-- INSTRUCTIONS TO FOLLOW --
Your answer should consist of all lines in the listing that hold the word "push".
-- Opening Marker --
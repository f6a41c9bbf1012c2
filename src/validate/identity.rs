//! Identity → owning domain mappings

use std::collections::BTreeMap;

use crate::catalog::{Catalog, SchemaCatalog};
use crate::domain::ResourceKind;

/// Every `(identity, domain)` declaration of one side of a validation
///
/// A snapshot is assembled from whichever catalogs were supplied: topics and
/// access entries come from the aggregated catalog, schema subjects from both
/// the aggregated catalog and the schema-only catalog.
#[derive(Debug, Clone, Default, PartialEq, Eq)]
pub struct Snapshot {
    declarations: BTreeMap<ResourceKind, Vec<(String, String)>>,
}

impl Snapshot {
    pub fn new() -> Self {
        Self::default()
    }

    pub fn add_catalog(&mut self, catalog: &Catalog) {
        for kind in ResourceKind::ALL {
            for (identity, domain) in catalog.identities(kind) {
                self.add(kind, identity, domain);
            }
        }
    }

    pub fn add_schema_catalog(&mut self, catalog: &SchemaCatalog) {
        for (subject, domain) in catalog.subjects() {
            self.add(ResourceKind::SchemaSubject, subject, domain);
        }
    }

    pub fn add(&mut self, kind: ResourceKind, identity: &str, domain: &str) {
        self.declarations
            .entry(kind)
            .or_default()
            .push((identity.to_string(), domain.to_string()));
    }

    /// Declarations of one kind in the order they were added
    pub fn declarations(&self, kind: ResourceKind) -> &[(String, String)] {
        self.declarations.get(&kind).map_or(&[][..], Vec::as_slice)
    }

    pub fn is_empty(&self) -> bool {
        self.declarations.values().all(Vec::is_empty)
    }
}

/// Identity → distinct owning domains, for one kind
///
/// Identities iterate in sorted order. Domains keep the order in which they
/// were first seen.
#[derive(Debug, Clone, Default)]
pub struct IdentityIndex {
    owners: BTreeMap<String, Vec<String>>,
}

impl IdentityIndex {
    pub fn build(declarations: &[(String, String)]) -> Self {
        let mut owners: BTreeMap<String, Vec<String>> = BTreeMap::new();
        for (identity, domain) in declarations {
            let domains = owners.entry(identity.clone()).or_default();
            if !domains.contains(domain) {
                domains.push(domain.clone());
            }
        }
        Self { owners }
    }

    /// The first domain recorded for `identity`
    pub fn owner(&self, identity: &str) -> Option<&str> {
        self.owners
            .get(identity)
            .and_then(|domains| domains.first())
            .map(String::as_str)
    }

    /// Identities with their distinct domains, sorted by identity
    pub fn iter(&self) -> impl Iterator<Item = (&str, &[String])> {
        self.owners
            .iter()
            .map(|(identity, domains)| (identity.as_str(), domains.as_slice()))
    }
}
-- Closing Marker --
-- RESPONSE AREA --
            .push((identity.to_string(), domain.to_string()));
                domains.push(domain.clone());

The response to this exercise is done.